_TASK DESCRIPTION_: Give an exact copy of the lines of the records below, starting at the line containing "fn load_pairs(&self) ->" and running to the end.

_Records contained in a dataset_:
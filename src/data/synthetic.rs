// ============================================================
// Layer 4 — Synthetic Letter-Sorting Corpus
// ============================================================
// The classic toy task for this model: the source is a random
// lowercase word, the target is the same letters in sorted order.
//
//   "common" → "cmmnoo"
//   "hello"  → "ehllo"
//
// It needs no external data, exercises variable-length padding
// (word lengths vary), and a working model reaches near-zero loss,
// which makes it a good smoke test for the whole pipeline.

use anyhow::{ensure, Result};
use rand::{rngs::StdRng, Rng, SeedableRng};

use crate::domain::pair::TextPair;
use crate::domain::traits::CorpusSource;

pub struct SyntheticCorpus {
    count:   usize,
    min_len: usize,
    max_len: usize,
    seed:    u64,
}

impl SyntheticCorpus {
    pub fn new(count: usize, min_len: usize, max_len: usize, seed: u64) -> Self {
        Self { count, min_len, max_len, seed }
    }
}

impl CorpusSource for SyntheticCorpus {
    fn load_pairs(&self) -> Result<Vec<TextPair>> {
        ensure!(
            self.min_len >= 1 && self.min_len <= self.max_len,
            "word length range {}..={} is empty",
            self.min_len,
            self.max_len
        );

        let mut rng = StdRng::seed_from_u64(self.seed);
        let pairs = (0..self.count)
            .map(|_| {
                let len = rng.gen_range(self.min_len..=self.max_len);
                let word: String = (0..len).map(|_| rng.gen_range(b'a'..=b'z') as char).collect();
                TextPair::new(word.clone(), sorted_letters(&word))
            })
            .collect();
        Ok(pairs)
    }
}

pub fn sorted_letters(word: &str) -> String {
    let mut letters: Vec<char> = word.chars().collect();
    letters.sort_unstable();
    letters.into_iter().collect()
}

_SOLUTION FOR THIS TASK_:
    fn load_pairs(&self) -> Result<Vec<TextPair>> {
        ensure!(
            self.min_len >= 1 && self.min_len <= self.max_len,
            "word length range {}..={} is empty",
            self.min_len,
            self.max_len
        );

        let mut rng = StdRng::seed_from_u64(self.seed);
        let pairs = (0..self.count)
            .map(|_| {
                let len = rng.gen_range(self.min_len..=self.max_len);
                let word: String = (0..len).map(|_| rng.gen_range(b'a'..=b'z') as char).collect();
                TextPair::new(word.clone(), sorted_letters(&word))
            })
            .collect();
        Ok(pairs)
    }
}

pub fn sorted_letters(word: &str) -> String {
    let mut letters: Vec<char> = word.chars().collect();
    letters.sort_unstable();
    letters.into_iter().collect()
}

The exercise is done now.